The street was barricaded to traffic a couple blocks later, leftover cardboard tied to protect decorative railings. Julia realized that was so the bull couldn’t stick his horns through and possibly gore someone.
Spectators perched on high walls and grassy areas. “This is where they bring the bull? This tiny space where you can’t even fit two cars across?”
“This is it.” His eyes were sparkling and he spotted an empty space behind a fence. He boosted her over despite her increasingly loud protests. “Stay here unless the bull’s coming at you.”
She called his name but he waved and trotted toward the large wooden pen at the end of the street. Someone set off a firework rocket and the bull exploded out of the pen to the cheer of the crowd.
The bull was glossy and black with blunted horns, a rope knotted around its neck. Julia’s gaze followed the rope to see four or five men in traditional flat-brimmed hats and white long-sleeved shirts holding the other end. She hoped they knew what they were doing. And that the rope held.
Frank let the other men on the street dart close to the bull and then sprint away as the animal wheeled to chase them. He was probably gauging the bull’s reactions and temperament. After a minute or so, he was in the thick of it. Julia bit back scream after scream as he ran toward the bull and circled
away at the last second. Once he even affectionately touched the angry animal’s snout, almost as if it were his pet.
“You maniac,” she muttered, her nails digging into her palms. He probably did this at home at his fazenda for fun, minus the rope.
A younger man, probably still a teenager, slipped and went down right in front of the bull. Frank was there in a flash to distract the animal, grabbing both of his horns and yanking him away so he was forced to step sideways. The bull snorted in anger and tossed his head, lifting Frank off his feet and bouncing him back down on the ground. That time she did scream, a short cry she muffled with her hands. She wouldn’t forgive herself if she distracted him and he was hurt. Or even killed.
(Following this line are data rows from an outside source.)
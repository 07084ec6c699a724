//! Common types used by the API client

use serde::{Deserialize, Serialize};

/// Login credentials. Transient; never persisted
#[derive(Debug, Clone, Serialize)]
pub struct Credentials {
    pub email: String,
    pub password: String,
}

/// Account role, as carried on the wire
#[derive(Debug, Clone, Copy, PartialEq, Eq, Serialize, Deserialize)]
#[serde(rename_all = "lowercase")]
pub enum UserRole {
    Juridique,
    Decisive,
}

/// Registration request body
#[derive(Debug, Clone, Serialize)]
pub struct RegistrationRequest {
    pub email: String,
    pub password: String,
    /// Display name for the account
    pub name: String,
    pub role: UserRole,
}

/// Account profile returned by the auth endpoints
#[derive(Debug, Clone, PartialEq, Eq, Serialize, Deserialize)]
pub struct User {
    pub id: String,
    pub name: String,
    pub email: String,
    pub role: UserRole,
}

/// Successful login payload
#[derive(Debug, Clone, Deserialize)]
pub struct LoginResponse {
    pub user: User,
    pub token: String,
}

/// Error envelope returned by the API on non-success statuses
#[derive(Debug, Deserialize)]
pub struct ErrorBody {
    pub detail: Option<ErrorDetail>,
}

/// The `detail` field carries either a plain message or a list of
/// per-field validation errors
#[derive(Debug, Deserialize)]
#[serde(untagged)]
pub enum ErrorDetail {
    Message(String),
    Fields(Vec<FieldError>),
}

/// One entry of a validation error list; the message sits under `msg`
/// or, from some deployments, `message`
#[derive(Debug, Deserialize)]
pub struct FieldError {
    pub msg: Option<String>,
    pub message: Option<String>,
}

impl ErrorDetail {
    /// Flatten the detail into a single message: a plain string is used
    /// verbatim, a field list joins each entry's `msg` (or `message`)
    /// with `", "`
    pub fn into_message(self) -> String {
        match self {
            Self::Message(message) => message,
            Self::Fields(fields) => fields
                .into_iter()
                .map(|field| field.msg.or(field.message).unwrap_or_default())
                .collect::<Vec<_>>()
                .join(", "),
        }
    }
}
For a second Julia thought he would slip under the bull’s hooves, but the men holding the rope pulled the bull back just enough for Frank to vault past the bull like some kind of circus acrobat.
The crowd roared its appreciation for Frank’s bravery and fine bull-handling skills. He gave a cheerful wave without glancing around, still focused on that damn bull.
If he hurt Frank, Julia would make him into hamburger.
Now that the bull was wearing out, some of the older men took their turn and Frank gracefully stepped back.
He came toward Julia and easily leaped up to where she gripped the fence. “What did you think, meu bem?”
“Franco Duarte, you just took ten years off my life with that stunt. If you think I’m going to—mmmph!” She broke off as he grabbed her and kissed her.
A cheer went up around them as he claimed her mouth, claimed her, with his blatant, masculine power. Julia yelped and he took advantage of her open mouth to deepen their kiss, his tongue teasing hers briefly.
Her fingers crept into his dark, silky hair and she pressed against his hard chest. Now that he was out of danger she could admit that watching him challenge the dangerous animal had excited her.
She ran her hands down the strong shoulders and arms that had lifted him safely around the bull.